Cuatro días más tarde, las persianas de las casas de Wimpole Street se bajaban discretamente y hacia las once y cuarto una multitud de dolientes y visitantes se congregaba frente al número 82, cerca de la esquina de Wigmore Street. Dentro, Caroline Graves y su hija Harriet, como ama de llaves y secretaria, esperaban a los principales afligidos, así como a los que acudían a presentar sus respetos a un escritor todavía popular, cuya última novela aún estaban leyendo en entregas semanales. Entre ellos se encontraban su médico, su abogado, su editor y su agente literario, así como unos cuantos viejos amigos del mundo artístico, literario y teatral.
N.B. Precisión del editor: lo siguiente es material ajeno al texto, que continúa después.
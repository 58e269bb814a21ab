//! The tree itself: the concurrent id-keyed store and its read-only queries.

use dashmap::DashMap;
use parking_lot::ReentrantMutex;
use rayon::prelude::*;
use tracing::{debug, instrument};

use crate::domain::error::{TreeError, TreeResult};
use crate::domain::node::{Node, NodeId, ABSENT_ID, NO_PARENT};

/// Lower bound (and default) for `max_level`.
pub const DEFAULT_MAX_LEVEL: usize = 100;

/// Concurrency-safe tree of id-addressed nodes.
///
/// Nodes live in a concurrent map keyed by id; parent and child links are ids
/// resolved through that map. Structural changes (`create_node`, `move_node`,
/// `delete_node`) are serialized by one tree-wide re-entrant lock. Queries and
/// walks never take the lock: a reader racing a writer may briefly observe a
/// child listed under both its old and new parent, or under neither.
#[derive(Debug)]
pub struct Tree<T> {
    pub(crate) store: DashMap<NodeId, Node<T>>,
    pub(crate) root_id: NodeId,
    pub(crate) max_level: usize,
    pub(crate) lock: ReentrantMutex<()>,
}

impl<T> Tree<T> {
    pub fn new(root: Node<T>) -> Self {
        Self::with_max_level(root, DEFAULT_MAX_LEVEL)
    }

    /// Creates a tree owning `root`. Any links on `root` are discarded.
    ///
    /// `max_level` sizes the buffer used when collecting ancestor chains and
    /// never drops below [`DEFAULT_MAX_LEVEL`].
    pub fn with_max_level(mut root: Node<T>, max_level: usize) -> Self {
        root.clear_children();
        root.set_parent(NO_PARENT);
        let root_id = root.id();
        let max_level = max_level.max(DEFAULT_MAX_LEVEL);

        let store = DashMap::new();
        store.insert(root_id, root);
        debug!(root_id, max_level, "created tree");

        Self {
            store,
            root_id,
            max_level,
            lock: ReentrantMutex::new(()),
        }
    }

    /// Fails with [`TreeError::InvalidNode`] when no root is supplied.
    pub fn try_from_root(root: Option<Node<T>>, max_level: Option<usize>) -> TreeResult<Self> {
        let root = root.ok_or(TreeError::InvalidNode)?;
        Ok(Self::with_max_level(
            root,
            max_level.unwrap_or(DEFAULT_MAX_LEVEL),
        ))
    }

    pub fn root_id(&self) -> NodeId {
        self.root_id
    }

    pub fn max_level(&self) -> usize {
        self.max_level
    }

    /// Number of stored nodes, root included.
    pub fn size(&self) -> usize {
        self.store.len()
    }

    pub fn contains(&self, id: NodeId) -> bool {
        self.store.contains_key(&id)
    }

    /// Snapshot of the node stored under `id`.
    #[instrument(level = "trace", skip(self))]
    pub fn get_node(&self, id: NodeId) -> Option<Node<T>> {
        self.store.get(&id).map(|entry| entry.value().clone())
    }

    pub fn get_root_node(&self) -> Option<Node<T>> {
        self.get_node(self.root_id)
    }

    /// Parent id of `id`: [`NO_PARENT`] for the root, [`ABSENT_ID`] when `id` is absent.
    #[instrument(level = "trace", skip(self))]
    pub fn get_parent_id(&self, id: NodeId) -> NodeId {
        self.store
            .get(&id)
            .map(|entry| entry.parent_id())
            .unwrap_or(ABSENT_ID)
    }

    #[instrument(level = "trace", skip(self))]
    pub fn get_parent_node(&self, id: NodeId) -> Option<Node<T>> {
        if id == self.root_id {
            return None;
        }
        let parent_id = self.get_node(id)?.parent_id();
        self.get_node(parent_id)
    }

    #[instrument(level = "trace", skip(self))]
    pub fn get_child_ids(&self, id: NodeId) -> Vec<NodeId> {
        self.store
            .get(&id)
            .map(|entry| entry.children().to_vec())
            .unwrap_or_default()
    }

    #[instrument(level = "trace", skip(self))]
    pub fn get_child_nodes(&self, id: NodeId) -> Vec<Node<T>> {
        self.get_child_ids(id)
            .into_iter()
            .filter_map(|child| self.get_node(child))
            .collect()
    }

    /// The parent's other children. The root has no siblings.
    #[instrument(level = "trace", skip(self))]
    pub fn get_sibling_nodes(&self, id: NodeId) -> Vec<Node<T>> {
        match self.get_parent_node(id) {
            Some(parent) => parent
                .children()
                .iter()
                .filter(|&&sibling| sibling != id)
                .filter_map(|&sibling| self.get_node(sibling))
                .collect(),
            None => Vec::new(),
        }
    }

    /// Walks exactly `distance` steps toward the root (1 = parent).
    #[instrument(level = "trace", skip(self))]
    pub fn get_ancestor_node(&self, id: NodeId, distance: usize) -> Option<Node<T>> {
        if id == self.root_id || distance < 1 || distance > self.level(id) {
            return None;
        }
        let ancestor = self.rsearch(id).nth(distance)?;
        self.get_node(ancestor)
    }

    /// Hops from `id` back to the root; the root is level 0, an absent node too.
    pub fn level(&self, id: NodeId) -> usize {
        self.rsearch(id).count().saturating_sub(1)
    }

    /// Number of accepted non-root nodes on the chain from `id` to the root.
    ///
    /// `id` itself counts only when the filter accepts it; a filter rejecting
    /// everything yields 0.
    pub fn level_filtered<F>(&self, id: NodeId, filter: F) -> usize
    where
        F: Fn(&Node<T>) -> bool,
    {
        self.rsearch_filtered(id, filter).count().saturating_sub(1)
    }

    /// Tree height without an id, otherwise the level of `id` (0 when absent).
    #[instrument(level = "debug", skip(self))]
    pub fn depth(&self, id: Option<NodeId>) -> usize {
        match id {
            Some(id) => self.level(id),
            None => self
                .get_leaf_nodes(None)
                .iter()
                .map(|leaf| self.level(leaf.id()))
                .max()
                .unwrap_or(0),
        }
    }

    /// Leaves of the whole store ordered by id, or the leaves below `id` in
    /// depth-first order.
    #[instrument(level = "debug", skip(self))]
    pub fn get_leaf_nodes(&self, id: Option<NodeId>) -> Vec<Node<T>> {
        match id {
            Some(id) => self
                .dfs(id)
                .filter_map(|node_id| self.get_node(node_id))
                .filter(Node::is_leaf)
                .collect(),
            None => {
                let mut leaves: Vec<Node<T>> = self
                    .store
                    .iter()
                    .filter(|entry| entry.value().is_leaf())
                    .map(|entry| entry.value().clone())
                    .collect();
                leaves.sort_by_key(Node::id);
                leaves
            }
        }
    }

    /// Ids of the subtree rooted at `id`, `id` included, in depth-first order.
    pub fn get_descendant_ids(&self, id: NodeId) -> Vec<NodeId> {
        self.get_descendant_ids_filtered(id, |_| true)
    }

    /// Ids of the subtree rooted at `id` accepted by `filter`.
    ///
    /// Unlike a filtered walk, a rejected node does not hide its descendants.
    #[instrument(level = "debug", skip(self, filter))]
    pub fn get_descendant_ids_filtered<F>(&self, id: NodeId, filter: F) -> Vec<NodeId>
    where
        F: Fn(&Node<T>) -> bool,
    {
        self.get_descendant_nodes_filtered(id, filter)
            .iter()
            .map(Node::id)
            .collect()
    }

    pub fn get_descendant_nodes(&self, id: NodeId) -> Vec<Node<T>> {
        self.get_descendant_nodes_filtered(id, |_| true)
    }

    #[instrument(level = "debug", skip(self, filter))]
    pub fn get_descendant_nodes_filtered<F>(&self, id: NodeId, filter: F) -> Vec<Node<T>>
    where
        F: Fn(&Node<T>) -> bool,
    {
        let Some(sub) = self.subtree(id) else {
            return Vec::new();
        };
        sub.dfs(id)
            .filter_map(|node_id| sub.get_node(node_id))
            .filter(|node| filter(node))
            .collect()
    }

    /// True when `ancestor_id` lies on the chain from `node_id` up to the root.
    #[instrument(level = "trace", skip(self))]
    pub fn is_ancestor(&self, ancestor_id: NodeId, node_id: NodeId) -> bool {
        if !self.contains(ancestor_id) || !self.contains(node_id) {
            return false;
        }
        self.rsearch(node_id).skip(1).any(|id| id == ancestor_id)
    }

    /// Root-first id chain ending at `id`.
    pub(crate) fn path_to(&self, id: NodeId) -> Vec<NodeId> {
        let mut path = Vec::with_capacity(self.max_level);
        path.extend(self.rsearch(id));
        path.reverse();
        path
    }
}

impl<T: Send + Sync> Tree<T> {
    /// One root-first path per leaf, in leaf id order.
    #[instrument(level = "debug", skip(self))]
    pub fn get_all_paths(&self) -> Vec<Vec<NodeId>> {
        let leaves: Vec<NodeId> = self.get_leaf_nodes(None).iter().map(Node::id).collect();
        leaves.par_iter().map(|&leaf| self.path_to(leaf)).collect()
    }

    /// Paths of the leaves lying strictly below `id`.
    #[instrument(level = "debug", skip(self))]
    pub fn get_paths(&self, id: NodeId) -> Vec<Vec<NodeId>> {
        let leaves: Vec<NodeId> = self
            .get_leaf_nodes(None)
            .iter()
            .map(Node::id)
            .filter(|&leaf| self.is_ancestor(id, leaf))
            .collect();
        leaves.par_iter().map(|&leaf| self.path_to(leaf)).collect()
    }
}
Wilkie había pedido expresamente un funeral sencillo. No podían gastarse más de veinticinco libras, y apuntó que nadie debía llevar pañuelos, cintas en el sombrero o plumas. Así, el ataúd de roble llevaba una escueta inscripción con su nombre y las fechas de su nacimiento y muerte. Pero ni siquiera él pudo controlar la explosión espontánea de tributos florales. El ataúd salió hacia el coche funerario acristalado que aguardaba en Wimpole Street, totalmente cubierto de coronas y, desbordando del techo, una profusión de flores de todo tipo, algunas de ellas llevadas personalmente a la casa. Había una corona de geranios escarlatas, la flor favorita de Charles Dickens, de Mamie, la hija de éste; lilas y estefanotes de la Sociedad de Autores; lirios tigrados de la baronesa de Stern; y una cruz de rosas y azucenas de Blanche Roosevelt, una vieja amiga del mundo teatral.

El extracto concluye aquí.